Records supplied =>

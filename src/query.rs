//! Async query abstraction for reads backed by the store cache.
//!
//! Inspired by TanStack Query, this module provides a `Query<T>` type bound to
//! a cache key. It serves live cached values without touching the network,
//! writes fetched results back into the store, and refetches when the store
//! reports that its key was invalidated (for example by a mutation's
//! invalidation pattern).
//!
//! # Example
//!
//! ```ignore
//! let api = api_client.clone();
//! let mut query = Query::new(store.clone(), "reservations:court:3", move || {
//!     let api = api.clone();
//!     async move { api.list_reservations(3).await }
//! });
//!
//! query.fetch();
//!
//! // In event loop tick
//! if query.poll() {
//!     // State changed, re-render
//! }
//! ```

use serde::{de::DeserializeOwned, Serialize};
use serde_json::Value;
use std::future::Future;
use std::pin::Pin;
use std::time::Duration;
use tokio::sync::mpsc;
use tracing::debug;

use crate::event::{EventStream, Lagged};
use crate::store::Store;
use crate::sync::MutationError;

/// The state of a query
#[derive(Debug, Clone)]
pub enum QueryState<T> {
  /// Query has not been started
  Idle,
  /// Query is currently fetching data
  Loading,
  /// Query completed successfully
  Success(T),
  /// Query failed with an error
  Error(String),
}

impl<T> QueryState<T> {
  pub fn is_loading(&self) -> bool {
    matches!(self, QueryState::Loading)
  }

  pub fn is_success(&self) -> bool {
    matches!(self, QueryState::Success(_))
  }

  pub fn is_error(&self) -> bool {
    matches!(self, QueryState::Error(_))
  }

  pub fn data(&self) -> Option<&T> {
    match self {
      QueryState::Success(data) => Some(data),
      _ => None,
    }
  }

  pub fn error(&self) -> Option<&str> {
    match self {
      QueryState::Error(e) => Some(e),
      _ => None,
    }
  }
}

type BoxFuture<T> = Pin<Box<dyn Future<Output = Result<T, MutationError>> + Send>>;

type FetcherFn<T> = Box<dyn Fn() -> BoxFuture<T> + Send + Sync>;

/// Async query for a single cache key.
pub struct Query<T> {
  key: String,
  store: Store,
  state: QueryState<T>,
  fetcher: FetcherFn<T>,
  receiver: Option<mpsc::UnboundedReceiver<Result<T, MutationError>>>,
  events: EventStream,
  cache_time: Option<Duration>,
  /// Cached value behind the current data, so echoes of our own writes
  /// are not reported as changes
  shown: Option<Value>,
}

impl<T> Query<T>
where
  T: Serialize + DeserializeOwned + Send + 'static,
{
  /// Create a query for `key`. The fetcher is called each time the network
  /// has to be hit.
  pub fn new<F, Fut>(store: Store, key: impl Into<String>, fetcher: F) -> Self
  where
    F: Fn() -> Fut + Send + Sync + 'static,
    Fut: Future<Output = Result<T, MutationError>> + Send + 'static,
  {
    let events = store.subscribe();
    Self {
      key: key.into(),
      store,
      state: QueryState::Idle,
      fetcher: Box::new(move || Box::pin(fetcher())),
      receiver: None,
      events,
      cache_time: None,
      shown: None,
    }
  }

  /// Expiry applied when fetched data is written into the cache.
  pub fn with_cache_time(mut self, cache_time: Duration) -> Self {
    self.cache_time = Some(cache_time);
    self
  }

  pub fn key(&self) -> &str {
    &self.key
  }

  pub fn state(&self) -> &QueryState<T> {
    &self.state
  }

  pub fn data(&self) -> Option<&T> {
    self.state.data()
  }

  pub fn is_loading(&self) -> bool {
    self.state.is_loading()
  }

  pub fn is_success(&self) -> bool {
    self.state.is_success()
  }

  pub fn is_error(&self) -> bool {
    self.state.is_error()
  }

  pub fn error(&self) -> Option<&str> {
    self.state.error()
  }

  /// Whether the data shown no longer has a live cache entry behind it.
  pub fn is_stale(&self) -> bool {
    match &self.state {
      QueryState::Success(_) => self.store.get_cache(&self.key).is_none(),
      _ => false,
    }
  }

  /// Load data, preferring a live cache entry over the network.
  ///
  /// This is a no-op if the query is already loading.
  pub fn fetch(&mut self) {
    if self.state.is_loading() {
      return;
    }

    if let Some(value) = self.store.get_cache(&self.key) {
      match serde_json::from_value::<T>(value.clone()) {
        Ok(data) => {
          debug!(key = %self.key, "Query served from cache");
          self.state = QueryState::Success(data);
          self.shown = Some(value);
          return;
        }
        Err(e) => debug!(key = %self.key, "Cached value has a different shape: {}", e),
      }
    }

    self.start_fetch();
  }

  /// Force a network fetch, dropping any pending one.
  pub fn refetch(&mut self) {
    self.receiver = None;
    self.start_fetch();
  }

  /// Poll for results and store changes.
  ///
  /// Writes to the query's key (including optimistic values and rollbacks)
  /// are shown as they are; invalidation triggers a refetch. Missed store
  /// events count as an invalidation. Returns `true` if the state changed.
  /// Call this in your event loop tick handler.
  pub fn poll(&mut self) -> bool {
    let mut changed = false;

    let mut invalidated = false;
    let mut updated = false;
    loop {
      match self.events.try_recv() {
        Ok(Some(event)) => {
          invalidated |= event.invalidates_key(&self.key);
          updated |= event.updates_key(&self.key);
        }
        Ok(None) => break,
        Err(Lagged(skipped)) => {
          debug!(key = %self.key, skipped, "Query missed store events");
          invalidated = true;
        }
      }
    }

    let idle = matches!(self.state, QueryState::Idle);
    if invalidated && !idle {
      debug!(key = %self.key, "Query invalidated, refetching");
      self.refetch();
      changed = true;
    } else if updated && !idle && !self.state.is_loading() {
      changed = self.show_cached();
    }

    let receiver = match &mut self.receiver {
      Some(rx) => rx,
      None => return changed,
    };

    match receiver.try_recv() {
      Ok(Ok(data)) => {
        match serde_json::to_value(&data) {
          Ok(value) => {
            self.shown = Some(value.clone());
            self.store.set_cache(&self.key, value, self.cache_time);
          }
          Err(e) => debug!(key = %self.key, "Query result not cached: {}", e),
        }
        self.state = QueryState::Success(data);
        self.receiver = None;
        true
      }
      Ok(Err(error)) => {
        self.state = QueryState::Error(error.to_string());
        self.receiver = None;
        true
      }
      Err(mpsc::error::TryRecvError::Empty) => changed,
      Err(mpsc::error::TryRecvError::Disconnected) => {
        self.state = QueryState::Error("Query was cancelled".to_string());
        self.receiver = None;
        true
      }
    }
  }

  /// Show the value the store now holds under the key, refetching if it
  /// is gone.
  fn show_cached(&mut self) -> bool {
    let value = match self.store.get_cache(&self.key) {
      Some(value) => value,
      None => {
        debug!(key = %self.key, "Cached value removed, refetching");
        self.refetch();
        return true;
      }
    };
    if self.shown.as_ref() == Some(&value) {
      return false;
    }

    match serde_json::from_value::<T>(value.clone()) {
      Ok(data) => {
        self.state = QueryState::Success(data);
        self.shown = Some(value);
        true
      }
      Err(e) => {
        debug!(key = %self.key, "Cached value has a different shape: {}", e);
        false
      }
    }
  }

  fn start_fetch(&mut self) {
    let (tx, rx) = mpsc::unbounded_channel();
    self.receiver = Some(rx);
    self.state = QueryState::Loading;

    let future = (self.fetcher)();
    tokio::spawn(async move {
      let result = future.await;
      // Receiver may have been dropped by a refetch
      let _ = tx.send(result);
    });
  }
}

impl<T: std::fmt::Debug> std::fmt::Debug for Query<T> {
  fn fmt(&self, f: &mut std::fmt::Formatter<'_>) -> std::fmt::Result {
    f.debug_struct("Query")
      .field("key", &self.key)
      .field("state", &self.state)
      .field("cache_time", &self.cache_time)
      .finish_non_exhaustive()
  }
}
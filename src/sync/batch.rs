use futures::future::join_all;
use serde_json::Value;
use std::future::Future;
use tracing::{debug, info, warn};

use super::{DataSync, MutationError, RetryPolicy};
use crate::cache::InvalidationPattern;
use crate::store::{OptimisticUpdate, UpdateKind};

pub const DEFAULT_BATCH_SIZE: usize = 10;

/// Configuration for [`DataSync::process_batch`].
#[derive(Debug, Clone)]
pub struct BatchOptions {
  /// Items dispatched concurrently per batch
  pub batch_size: usize,
  /// Cache key and value applied before the first batch. Restored to the
  /// pre-batch snapshot if any item fails.
  pub optimistic: Option<(String, Value)>,
  /// Regex over flattened keys invalidated once any item succeeded
  pub invalidate_pattern: Option<String>,
  /// Retry policy applied to each item
  pub retry: RetryPolicy,
}

impl Default for BatchOptions {
  fn default() -> Self {
    Self {
      batch_size: DEFAULT_BATCH_SIZE,
      optimistic: None,
      invalidate_pattern: None,
      retry: RetryPolicy::never(),
    }
  }
}

/// Per-item outcome of a batch, in input order.
#[derive(Debug)]
pub struct BatchReport<R> {
  pub results: Vec<Result<R, MutationError>>,
  /// Percentage of items processed when the batch finished
  pub progress: f64,
}

impl<R> BatchReport<R> {
  pub fn succeeded(&self) -> usize {
    self.results.iter().filter(|r| r.is_ok()).count()
  }

  pub fn failed(&self) -> usize {
    self.results.len() - self.succeeded()
  }

  /// Failed items as `(input index, error)`.
  pub fn errors(&self) -> Vec<(usize, &MutationError)> {
    self
      .results
      .iter()
      .enumerate()
      .filter_map(|(i, r)| r.as_ref().err().map(|e| (i, e)))
      .collect()
  }
}

impl DataSync {
  /// Apply `op` to every item, `batch_size` items at a time.
  ///
  /// Items within a batch run concurrently and a failing item never aborts
  /// its siblings. `on_progress` receives `processed / total * 100` after
  /// each batch completes. Only configuration errors fail the call itself.
  pub async fn process_batch<I, R, F, Fut, P>(
    &self,
    items: Vec<I>,
    options: &BatchOptions,
    op: F,
    mut on_progress: P,
  ) -> Result<BatchReport<R>, MutationError>
  where
    I: Clone,
    F: Fn(I) -> Fut,
    Fut: Future<Output = Result<R, MutationError>>,
    P: FnMut(f64),
  {
    if options.batch_size == 0 {
      return Err(MutationError::InvalidConfig(
        "batch size must be at least 1".to_string(),
      ));
    }
    let pattern = options
      .invalidate_pattern
      .as_deref()
      .map(InvalidationPattern::new)
      .transpose()
      .map_err(|e| MutationError::InvalidConfig(format!("invalid invalidation pattern: {}", e)))?;

    let optimistic_id = options.optimistic.as_ref().map(|(key, value)| {
      self
        .store
        .add_optimistic_update(OptimisticUpdate::new(UpdateKind::Batch, key.as_str(), value.clone()))
    });

    let total = items.len();
    let mut results = Vec::with_capacity(total);
    let mut progress = if total == 0 { 100.0 } else { 0.0 };
    let op = &op;
    let retry = options.retry;

    for chunk in items.chunks(options.batch_size) {
      let outcomes = join_all(
        chunk
          .iter()
          .map(|item| async move { retry.run(|| op(item.clone())).await }),
      )
      .await;
      results.extend(outcomes);

      progress = results.len() as f64 / total as f64 * 100.0;
      debug!(processed = results.len(), total, progress, "Batch chunk finished");
      on_progress(progress);
    }

    let report = BatchReport { results, progress };
    let failed = report.failed();

    if let Some(id) = optimistic_id {
      if failed > 0 {
        self.store.revert_optimistic_update(id);
      } else {
        self.store.commit_optimistic_update(id);
      }
    }

    // Items that went through changed server state even if others failed
    if report.succeeded() > 0 {
      if let Some(pattern) = &pattern {
        self.store.invalidate_matching(pattern);
      }
    }

    if failed > 0 {
      warn!(failed, total, "Batch finished with failures");
    } else {
      info!(total, "Batch finished");
    }

    Ok(report)
  }
}

#[cfg(test)]
mod tests {
  use super::*;
  use crate::store::Store;
  use serde_json::json;
  use std::sync::atomic::{AtomicUsize, Ordering};
  use std::sync::Arc;

  fn flaky(i: u32) -> std::future::Ready<Result<u32, MutationError>> {
    std::future::ready(if i == 5 {
      Err(MutationError::Status {
        status: 404,
        message: format!("reservation {} not found", i),
      })
    } else {
      Ok(i * 10)
    })
  }

  #[tokio::test]
  async fn test_partial_failure_is_captured_per_item() {
    let sync = DataSync::new(Store::new());
    let mut reported = Vec::new();

    let report = sync
      .process_batch((1..=10).collect(), &BatchOptions::default(), flaky, |p| {
        reported.push(p)
      })
      .await
      .unwrap();

    assert_eq!(report.succeeded(), 9);
    assert_eq!(report.failed(), 1);
    assert_eq!(report.errors()[0].0, 4);
    assert_eq!(report.results[0], Ok(10));
    assert_eq!(report.progress, 100.0);
    assert_eq!(reported, vec![100.0]);
  }

  #[tokio::test]
  async fn test_progress_reported_after_each_chunk() {
    let sync = DataSync::new(Store::new());
    let options = BatchOptions {
      batch_size: 4,
      ..BatchOptions::default()
    };
    let mut reported = Vec::new();

    let report = sync
      .process_batch((1..=10).collect(), &options, flaky, |p| reported.push(p))
      .await
      .unwrap();

    assert_eq!(reported, vec![40.0, 80.0, 100.0]);
    assert_eq!(report.results.len(), 10);
    assert_eq!(report.results[9], Ok(100));
  }

  #[tokio::test]
  async fn test_items_in_chunk_run_concurrently() {
    let sync = DataSync::new(Store::new());
    let in_flight = Arc::new(AtomicUsize::new(0));
    let peak = Arc::new(AtomicUsize::new(0));

    let op = {
      let in_flight = in_flight.clone();
      let peak = peak.clone();
      move |i: u32| {
        let in_flight = in_flight.clone();
        let peak = peak.clone();
        async move {
          let now = in_flight.fetch_add(1, Ordering::SeqCst) + 1;
          peak.fetch_max(now, Ordering::SeqCst);
          tokio::task::yield_now().await;
          in_flight.fetch_sub(1, Ordering::SeqCst);
          Ok::<_, MutationError>(i)
        }
      }
    };

    let options = BatchOptions {
      batch_size: 5,
      ..BatchOptions::default()
    };
    sync
      .process_batch((0..10).collect(), &options, op, |_| {})
      .await
      .unwrap();

    assert_eq!(peak.load(Ordering::SeqCst), 5);
  }

  #[tokio::test]
  async fn test_failure_restores_pre_batch_snapshot() {
    let store = Store::new();
    store.set_cache("reservations:court:1", json!([1, 2, 3, 4, 5]), None);
    let before = store.cache_entry("reservations:court:1");
    let sync = DataSync::new(store.clone());

    let options = BatchOptions {
      optimistic: Some(("reservations:court:1".to_string(), json!([]))),
      ..BatchOptions::default()
    };
    sync
      .process_batch((1..=10).collect(), &options, flaky, |_| {})
      .await
      .unwrap();

    assert_eq!(store.cache_entry("reservations:court:1"), before);
    assert!(store.pending_updates().is_empty());
  }

  #[tokio::test]
  async fn test_partial_failure_still_invalidates_dependents() {
    let store = Store::new();
    store.set_cache("reservations:court:1", json!([1, 2, 3]), None);
    store.set_cache("availability:court:1", json!("stale"), None);
    store.set_cache("court:1", json!({"name": "Central"}), None);
    let sync = DataSync::new(store.clone());

    let options = BatchOptions {
      optimistic: Some(("reservations:court:1".to_string(), json!([]))),
      invalidate_pattern: Some("^availability".to_string()),
      ..BatchOptions::default()
    };
    let report = sync
      .process_batch((1..=10).collect(), &options, flaky, |_| {})
      .await
      .unwrap();

    assert_eq!(report.succeeded(), 9);
    assert_eq!(store.get_cache("availability:court:1"), None);
    assert_eq!(store.get_cache("reservations:court:1"), Some(json!([1, 2, 3])));
    assert_eq!(store.get_cache("court:1"), Some(json!({"name": "Central"})));
  }

  #[tokio::test]
  async fn test_total_failure_invalidates_nothing() {
    let store = Store::new();
    store.set_cache("availability:court:1", json!("busy"), None);
    let sync = DataSync::new(store.clone());

    let options = BatchOptions {
      invalidate_pattern: Some("^availability".to_string()),
      ..BatchOptions::default()
    };
    let report = sync
      .process_batch(vec![5u32, 5], &options, flaky, |_| {})
      .await
      .unwrap();

    assert_eq!(report.succeeded(), 0);
    assert_eq!(store.get_cache("availability:court:1"), Some(json!("busy")));
  }

  #[tokio::test]
  async fn test_success_commits_and_invalidates() {
    let store = Store::new();
    store.set_cache("availability:court:1", json!("busy"), None);
    let sync = DataSync::new(store.clone());

    let options = BatchOptions {
      optimistic: Some(("reservations:court:1".to_string(), json!([]))),
      invalidate_pattern: Some("^availability".to_string()),
      ..BatchOptions::default()
    };
    let report = sync
      .process_batch(vec![1u32, 2, 3], &options, |i| async move { Ok::<_, MutationError>(i) }, |_| {})
      .await
      .unwrap();

    assert_eq!(report.failed(), 0);
    assert_eq!(store.get_cache("reservations:court:1"), Some(json!([])));
    assert_eq!(store.get_cache("availability:court:1"), None);
  }

  #[tokio::test]
  async fn test_empty_input_and_bad_config() {
    let sync = DataSync::new(Store::new());

    let report = sync
      .process_batch(Vec::<u32>::new(), &BatchOptions::default(), flaky, |_| {})
      .await
      .unwrap();
    assert!(report.results.is_empty());
    assert_eq!(report.progress, 100.0);

    let options = BatchOptions {
      batch_size: 0,
      ..BatchOptions::default()
    };
    let result = sync.process_batch(vec![1u32], &options, flaky, |_| {}).await;
    assert!(matches!(result, Err(MutationError::InvalidConfig(_))));
  }
}
use serde::Deserialize;
use std::future::Future;
use std::time::Duration;
use tracing::debug;

use super::error::MutationError;

/// Delay strategy between attempts.
#[derive(Debug, Clone, Copy, PartialEq, Eq)]
pub enum Backoff {
  /// Retry immediately
  None,
  /// Wait the same delay before every retry
  Fixed(Duration),
  /// Double the delay after every retry, starting at `base`, capped at `max`
  Exponential { base: Duration, max: Duration },
}

impl Backoff {
  /// Delay before retry number `retry` (1-based).
  pub fn delay(&self, retry: u32) -> Duration {
    match *self {
      Backoff::None => Duration::ZERO,
      Backoff::Fixed(delay) => delay,
      Backoff::Exponential { base, max } => {
        let factor = 2u32.saturating_pow(retry.saturating_sub(1));
        base.saturating_mul(factor).min(max)
      }
    }
  }
}

/// How many times a transient failure is retried and how long to wait
/// between attempts. Permanent failures are never retried.
#[derive(Debug, Clone, Copy, PartialEq, Eq)]
pub struct RetryPolicy {
  pub max_retries: u32,
  pub backoff: Backoff,
}

impl Default for RetryPolicy {
  fn default() -> Self {
    Self {
      max_retries: 3,
      backoff: Backoff::Exponential {
        base: Duration::from_millis(200),
        max: Duration::from_secs(5),
      },
    }
  }
}

impl RetryPolicy {
  /// A single attempt, no retries.
  pub fn never() -> Self {
    Self {
      max_retries: 0,
      backoff: Backoff::None,
    }
  }

  pub fn new(max_retries: u32, backoff: Backoff) -> Self {
    Self {
      max_retries,
      backoff,
    }
  }

  /// Run `op` until it succeeds, fails permanently, or retries run out.
  pub async fn run<T, F, Fut>(&self, mut op: F) -> Result<T, MutationError>
  where
    F: FnMut() -> Fut,
    Fut: Future<Output = Result<T, MutationError>>,
  {
    let mut retry = 0;
    loop {
      match op().await {
        Ok(value) => return Ok(value),
        Err(e) if e.is_transient() && retry < self.max_retries => {
          retry += 1;
          let delay = self.backoff.delay(retry);
          debug!(retry, max = self.max_retries, ?delay, "Retrying after transient error: {}", e);
          if !delay.is_zero() {
            tokio::time::sleep(delay).await;
          }
        }
        Err(e) => return Err(e),
      }
    }
  }
}

/// Retry settings as written in the config file.
#[derive(Debug, Clone, Deserialize)]
#[serde(default)]
pub struct RetryConfig {
  pub max_retries: u32,
  pub backoff: BackoffKind,
  pub base_delay_ms: u64,
  pub max_delay_ms: u64,
}

#[derive(Debug, Clone, Copy, Default, Deserialize, PartialEq, Eq)]
#[serde(rename_all = "lowercase")]
pub enum BackoffKind {
  None,
  Fixed,
  #[default]
  Exponential,
}

impl Default for RetryConfig {
  fn default() -> Self {
    Self {
      max_retries: 3,
      backoff: BackoffKind::Exponential,
      base_delay_ms: 200,
      max_delay_ms: 5000,
    }
  }
}

impl From<&RetryConfig> for RetryPolicy {
  fn from(config: &RetryConfig) -> Self {
    let base = Duration::from_millis(config.base_delay_ms);
    let backoff = match config.backoff {
      BackoffKind::None => Backoff::None,
      BackoffKind::Fixed => Backoff::Fixed(base),
      BackoffKind::Exponential => Backoff::Exponential {
        base,
        max: Duration::from_millis(config.max_delay_ms),
      },
    };
    RetryPolicy::new(config.max_retries, backoff)
  }
}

Your task =>
Search the material for the word "when" and copy every matching line.

The completed task =>
//! writes fetched results back into the store, and refetches when the store
  /// Expiry applied when fetched data is written into the cache.
  /// Percentage of items processed when the batch finished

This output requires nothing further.